Yesterdays was the first day I have had no chest pain. This morning a went for a gentle jog. My first exercise in 4 weeks. I haven’t posted about it on social media etc. I wasn’t going to either but then this morning I sensed in my spirit that it was important to share with others the lessons I have learned and the context of those lessons.


 5 lessons 


1, I was believing the lies everyone else says about me: ‘I am a machine.'


I have a reputation of going 110miles an hour, spinning lots of plates and pushing myself to the max.
Over time I started to believe the lies everyone else says about me; even my doctor. ‘You’re a machine’ heart rate 38 bpm at rest, run marathons with 8 weeks training, long cycles with little or no training, staying up to midnight, up at 6am doesn’t eat until 3pm most days but drinks 4 coffee’s. Out 4 night’s per week doing ministry and only taking 1/2 day per week. 

It’s sheer madness. I’m forever telling, even preaching to others to rest but I think I don’t need it. I was a hypocrite! I’ve been believing the lie and thinking:  ‘i’m not like others.’ I’ve got this.’ True: I do have a fierce capacity to work at another level. But I’m not a machine. 

When you are in Heathrow Airport and you think you might be having a heart attack… you suddenly realise. I’m human. 

Oh the frailty of life!




2, I have an unhealthy work ethic. 


No one forces it on me, I don’t do it to get approval from others. It’s not bad theology, it’s not bad leadership models or things I have inherited from parents. Its not that I think Crown Jesus needs me etc. It just me… I need to change my thinking on this. 
Here is an example:
Some years ago I heard Dr Dave Smith give a lecture on ‘The life of George Whitfield.’ It was brilliant! Dave’s last slide said this ‘George Whitfiled died at age of 56 having worn himself out in the Lord’s service!’ Everyone in the room was saying ‘wow! I don’t want to die at 56 worn out’… everyone except me! I was thinking ‘awesome! What a way to go!!’ You see what I mean? Unhealthy work ethic. Iv’e got to simple switch off more, including social media.  

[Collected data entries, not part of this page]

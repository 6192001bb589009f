pub mod hole;

// 重新导出常用类型，方便外部使用
pub use hole::{
    auth::AuthGateway,
    client::{ClientConfig, TreeholeClient},
    comment::{Comment, CommentService},
    post::{Post, PostService},
    session::SessionContext,
    user::{User, UserService},
};
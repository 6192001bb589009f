//! 评论监听器回调接口

use async_trait::async_trait;

/// 评论监听器回调接口
#[async_trait]
pub trait CommentListener: Send + Sync {
    /// 当前帖子的评论列表发生变更，参数为 JSON 数组字符串
    async fn on_comments_changed(&self, comments_json: String);

    /// 评论添加成功，参数为评论 ID
    async fn on_comment_added(&self, comment_id: String);

    /// 评论删除成功，参数为评论 ID
    async fn on_comment_deleted(&self, comment_id: String);
}

/// 默认空实现（无操作）
pub struct EmptyCommentListener;

#[async_trait]
impl CommentListener for EmptyCommentListener {
    async fn on_comments_changed(&self, _comments_json: String) {
        // 默认不做任何处理
    }

    async fn on_comment_added(&self, _comment_id: String) {
        // 默认不做任何处理
    }

    async fn on_comment_deleted(&self, _comment_id: String) {
        // 默认不做任何处理
    }
}
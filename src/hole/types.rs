use serde::{Deserialize, Deserializer};
use tracing::error;

/// 反序列化数组字段，处理 null 值
pub(crate) fn deserialize_vec_or_null<'de, D, T>(deserializer: D) -> Result<Vec<T>, D::Error>
where
    D: Deserializer<'de>,
    T: Deserialize<'de>,
{
    let opt = Option::<Vec<T>>::deserialize(deserializer)?;
    Ok(opt.unwrap_or_default())
}

/// 当前时间（毫秒时间戳）
pub fn now_millis() -> i64 {
    chrono::Utc::now().timestamp_millis()
}

/// 文档集合查询响应：documents 里的每个元素按原始 JSON 返回，
/// 由调用方逐个宽松解析（坏文档跳过，不影响整批）
#[derive(Debug, Deserialize)]
pub struct DocQueryResp {
    #[serde(default, deserialize_with = "deserialize_vec_or_null")]
    pub documents: Vec<serde_json::Value>,
}

/// 统一的 API 响应包装结构体（包含 errCode、errMsg、data）
/// data 字段可能为 null 或缺失，因此使用 Option<T>
/// serde 会自动将缺失或 null 的字段反序列化为 None
#[derive(Debug, Deserialize)]
pub struct ApiResponse<T> {
    #[serde(rename = "errCode")]
    pub err_code: i32,
    #[serde(rename = "errMsg")]
    pub err_msg: String,
    pub data: Option<T>,
}

/// 通用 HTTP 响应处理函数：直接反序列化为统一的响应结构体
/// 返回 `ApiResponse<T>`，调用方可以根据需要处理 `data` 字段（可能为 None）
/// 所有 API 都可以共用此方法
pub async fn handle_http_response<T: serde::de::DeserializeOwned>(
    response: reqwest::Response,
    operation_name: &str,
) -> anyhow::Result<ApiResponse<T>> {
    use anyhow::Context;
    use tracing::{debug, error};

    let status = response.status();

    // 读取 body bytes（只能读取一次）
    let body_bytes = response.bytes().await.context("读取响应 body 失败")?;
    let body_str = String::from_utf8_lossy(&body_bytes);
    debug!("[HTTP] {}响应 Body: {}", operation_name, body_str);

    if !status.is_success() {
        error!(
            "[HTTP] {}请求失败，HTTP状态: {}, 响应: {}",
            operation_name, status, body_str
        );
        return Err(anyhow::anyhow!("HTTP 错误 {}: {}", status, body_str));
    }
    debug!("[HTTP] {}请求成功，HTTP状态: {}", operation_name, status);

    // 从 bytes 反序列化（因为 body 已经被消费了）
    let api_resp: ApiResponse<T> = serde_json::from_slice(&body_bytes).map_err(|e| {
        error!(
            "[HTTP] {}反序列化失败: {:?}\n原始响应: {}",
            operation_name, e, body_str
        );
        anyhow::anyhow!("反序列化响应失败: {:?}", e)
    })?;

    // 检查错误码
    if api_resp.err_code != 0 {
        error!(
            "[HTTP] {}服务器错误，错误码: {}, 错误信息: {}",
            operation_name, api_resp.err_code, api_resp.err_msg
        );
        return Err(anyhow::anyhow!(
            "服务器错误 {}: {}",
            api_resp.err_code,
            api_resp.err_msg
        ));
    }

    Ok(api_resp)
}

/// 逐个解析查询返回的文档，解析失败的文档跳过，不让整批失败
pub fn decode_documents<T: serde::de::DeserializeOwned>(
    documents: Vec<serde_json::Value>,
    operation_name: &str,
) -> Vec<T> {
    documents
        .into_iter()
        .filter_map(|doc| match serde_json::from_value::<T>(doc.clone()) {
            Ok(item) => Some(item),
            Err(e) => {
                error!(
                    "[HTTP] {}解析文档失败，已跳过: {:?}, 数据: {}",
                    operation_name, e, doc
                );
                None
            }
        })
        .collect()
}

#[cfg(test)]
mod tests {
    use super::*;
    use crate::hole::post::models::Post;
    use serde_json::json;

    #[test]
    fn api_response_tolerates_missing_data() {
        let resp: ApiResponse<DocQueryResp> =
            serde_json::from_str(r#"{"errCode":0,"errMsg":""}"#).unwrap();
        assert_eq!(resp.err_code, 0);
        assert!(resp.data.is_none());

        let resp: ApiResponse<DocQueryResp> =
            serde_json::from_str(r#"{"errCode":0,"errMsg":"","data":null}"#).unwrap();
        assert!(resp.data.is_none());

        let resp: ApiResponse<DocQueryResp> =
            serde_json::from_str(r#"{"errCode":0,"errMsg":"","data":{"documents":null}}"#).unwrap();
        assert!(resp.data.unwrap().documents.is_empty());
    }

    #[test]
    fn decode_documents_skips_bad_entries() {
        let docs = vec![
            json!({"id": "p1", "content": "第一条", "authorId": "", "createdAt": 1}),
            json!(42),
            json!({"id": "p2", "content": "第二条", "tags": ["心情"]}),
        ];
        let posts: Vec<Post> = decode_documents(docs, "帖子列表");
        assert_eq!(posts.len(), 2);
        assert_eq!(posts[0].id, "p1");
        assert_eq!(posts[1].tags, vec!["心情".to_string()]);
        // 缺失字段按默认值补齐
        assert_eq!(posts[1].author_name, "匿名用户");
    }
}
//! 用户模块
//!
//! 用户资料文档的存取与登录/资料状态管理

pub mod api;
pub mod listener;
pub mod models;
pub mod service;

// 重新导出主要类型
pub use api::UserProfileApi;
pub use listener::{EmptyUserListener, UserListener};
pub use models::User;
pub use service::UserService;
//! 错误分类：本地校验错误与认证状态错误
//!
//! 校验错误在发起任何网络请求之前返回；后端调用失败统一走
//! `anyhow::Error`（带上下文信息），调用方通过 `downcast_ref`
//! 区分可恢复的校验错误和瞬时的后端错误。

use thiserror::Error;

/// 本地输入校验错误（不会触发网络请求）
#[derive(Debug, Error, Clone, PartialEq, Eq)]
pub enum ValidationError {
    #[error("内容不能为空")]
    EmptyContent,

    #[error("请输入邮箱和密码")]
    EmptyCredentials,

    #[error("请输入用户名")]
    EmptyUsername,

    #[error("密码至少6位")]
    PasswordTooShort,

    #[error("两次密码不一致")]
    PasswordMismatch,
}

/// 认证状态错误
#[derive(Debug, Error, Clone, PartialEq, Eq)]
pub enum AuthError {
    #[error("用户未登录")]
    NotAuthenticated,
}

#[cfg(test)]
mod tests {
    use super::*;

    #[test]
    fn validation_error_survives_anyhow_boundary() {
        let err: anyhow::Error = ValidationError::EmptyContent.into();
        assert_eq!(
            err.downcast_ref::<ValidationError>(),
            Some(&ValidationError::EmptyContent)
        );
        assert_eq!(err.to_string(), "内容不能为空");
    }

    #[test]
    fn auth_error_survives_anyhow_boundary() {
        let err: anyhow::Error = AuthError::NotAuthenticated.into();
        assert_eq!(
            err.downcast_ref::<AuthError>(),
            Some(&AuthError::NotAuthenticated)
        );
    }
}
//! 帖子 HTTP API 客户端
//!
//! 负责 posts 集合的所有文档数据库请求

use crate::hole::post::models::Post;
use crate::hole::session::SessionContext;
use crate::hole::types::{decode_documents, handle_http_response, now_millis, DocQueryResp};
use anyhow::{Context, Result};
use std::sync::Arc;
use tracing::{debug, info};
use uuid::Uuid;

/// 帖子列表的默认批大小
pub const DEFAULT_FEED_LIMIT: u32 = 20;

const COLLECTION: &str = "posts";

/// 帖子相关的 HTTP API 客户端
#[derive(Clone)]
pub struct PostApi {
    client: reqwest::Client,
    api_base_url: String,
    session: Arc<SessionContext>,
}

impl PostApi {
    pub fn new(client: reqwest::Client, api_base_url: String, session: Arc<SessionContext>) -> Self {
        Self {
            client,
            api_base_url,
            session,
        }
    }

    async fn post_json(
        &self,
        path: &str,
        body: serde_json::Value,
    ) -> Result<reqwest::Response> {
        let operation_id = Uuid::new_v4().to_string();
        let url = format!("{}{}", self.api_base_url, path);
        let token = self.session.token().await.unwrap_or_default();
        debug!("[PostAPI]   请求URL: {}, 操作ID: {}", url, operation_id);

        self.client
            .post(&url)
            .header("Content-Type", "application/json")
            .header("operationID", &operation_id)
            .header("token", token)
            .json(&body)
            .send()
            .await
            .context("请求失败")
    }

    /// 创建帖子：客户端生成 ID 并随文档一次写入，写入的记录自带自己的标识，
    /// 不存在"先写入再补 ID"的中间状态。忽略调用方传入的 ID。
    pub async fn create(&self, post: &Post) -> Result<String> {
        info!(
            "[PostAPI] 📡 正在创建帖子: 集合={}, 内容={}...",
            COLLECTION,
            post.content.chars().take(20).collect::<String>()
        );

        let post_id = Uuid::new_v4().to_string();
        let now = now_millis();
        let mut doc = post.clone();
        doc.id = post_id.clone();
        if doc.created_at == 0 {
            doc.created_at = now;
        }
        if doc.updated_at == 0 {
            doc.updated_at = now;
        }

        let response = self
            .post_json(
                "/document/set",
                serde_json::json!({
                    "collection": COLLECTION,
                    "id": post_id,
                    "document": doc,
                }),
            )
            .await?;
        handle_http_response::<serde_json::Value>(response, "创建帖子").await?;

        info!("[PostAPI] ✅ 帖子创建成功，ID: {}", post_id);
        Ok(post_id)
    }

    /// 按 ID 读取帖子，文档不存在时返回 None
    pub async fn get(&self, post_id: &str) -> Result<Option<Post>> {
        debug!("[PostAPI] 读取帖子: {}", post_id);

        let response = self
            .post_json(
                "/document/get",
                serde_json::json!({
                    "collection": COLLECTION,
                    "id": post_id,
                }),
            )
            .await?;
        let api_resp = handle_http_response::<Post>(response, "读取帖子").await?;
        Ok(api_resp.data)
    }

    /// 获取帖子列表，按创建时间倒序（最新在前）。
    /// `limit` 为 None 时不限制条数。解析失败的文档跳过。
    pub async fn list(&self, limit: Option<u32>) -> Result<Vec<Post>> {
        info!(
            "[PostAPI] 📡 正在获取帖子列表: 集合={}, 限制={:?}",
            COLLECTION, limit
        );

        let response = self
            .post_json(
                "/document/query",
                serde_json::json!({
                    "collection": COLLECTION,
                    "orderBy": {"field": "createdAt", "direction": "desc"},
                    "limit": limit,
                }),
            )
            .await?;
        let api_resp = handle_http_response::<DocQueryResp>(response, "帖子列表").await?;
        let documents = api_resp.data.map(|d| d.documents).unwrap_or_default();
        let posts: Vec<Post> = decode_documents(documents, "帖子列表");

        info!("[PostAPI] ✅ 获取到 {} 条帖子", posts.len());
        Ok(posts)
    }

    /// 搜索帖子：拉取全量帖子后在客户端过滤，
    /// 内容或任一标签包含关键词即命中（大小写不敏感）
    pub async fn search(&self, query: &str) -> Result<Vec<Post>> {
        info!("[PostAPI] 📡 正在搜索帖子，关键词: {}", query);

        let all = self.list(None).await?;
        let posts: Vec<Post> = all.into_iter().filter(|p| p.matches_query(query)).collect();

        info!("[PostAPI] ✅ 搜索到 {} 条帖子", posts.len());
        Ok(posts)
    }

    /// 获取某个作者的帖子（服务端按 authorId 过滤），按创建时间倒序
    pub async fn list_by_author(&self, user_id: &str) -> Result<Vec<Post>> {
        info!("[PostAPI] 📡 正在获取用户 {} 的帖子", user_id);

        let response = self
            .post_json(
                "/document/query",
                serde_json::json!({
                    "collection": COLLECTION,
                    "filter": {"field": "authorId", "value": user_id},
                    "orderBy": {"field": "createdAt", "direction": "desc"},
                }),
            )
            .await?;
        let api_resp = handle_http_response::<DocQueryResp>(response, "用户帖子列表").await?;
        let documents = api_resp.data.map(|d| d.documents).unwrap_or_default();
        let posts: Vec<Post> = decode_documents(documents, "用户帖子列表");

        info!("[PostAPI] ✅ 获取到用户 {} 条帖子", posts.len());
        Ok(posts)
    }

    /// 部分字段更新（任意键值，不做 schema 校验）
    pub async fn update(&self, post_id: &str, updates: serde_json::Value) -> Result<()> {
        info!("[PostAPI] 📡 正在更新帖子 {}: {}", post_id, updates);

        let response = self
            .post_json(
                "/document/update",
                serde_json::json!({
                    "collection": COLLECTION,
                    "id": post_id,
                    "fields": updates,
                }),
            )
            .await?;
        handle_http_response::<serde_json::Value>(response, "更新帖子").await?;

        info!("[PostAPI] ✅ 帖子更新成功");
        Ok(())
    }

    /// 删除帖子（不级联删除评论）
    pub async fn delete(&self, post_id: &str) -> Result<()> {
        info!("[PostAPI] 📡 正在删除帖子 {}", post_id);

        let response = self
            .post_json(
                "/document/delete",
                serde_json::json!({
                    "collection": COLLECTION,
                    "id": post_id,
                }),
            )
            .await?;
        handle_http_response::<serde_json::Value>(response, "删除帖子").await?;

        info!("[PostAPI] ✅ 帖子删除成功");
        Ok(())
    }
}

3, My quiet times became a to-do list. 


I enjoy reading, praying, studying, reflecting and these encompass what may quiet time looks like; or at least should. However the last 18 months unhealthy habits have creeped in. As a result my 6am became a to-do list:

Finish the book

Prep for the sermon 

Plan, plan, plan.

Over 18 months my quiet time had been 1 or 2 degree of course and over a long period of time I am off course.  I was still praying but distracted by lists.

I now need to recalibrate by quiet times.


Over the last few weeks God has been teaching me about Sabbath prayer. ‘Be still…Rest…Shalom.’ (you can read more on Sabbath prayer in Roger Foster’s brilliant book simply called ‘Prayer.’ P98)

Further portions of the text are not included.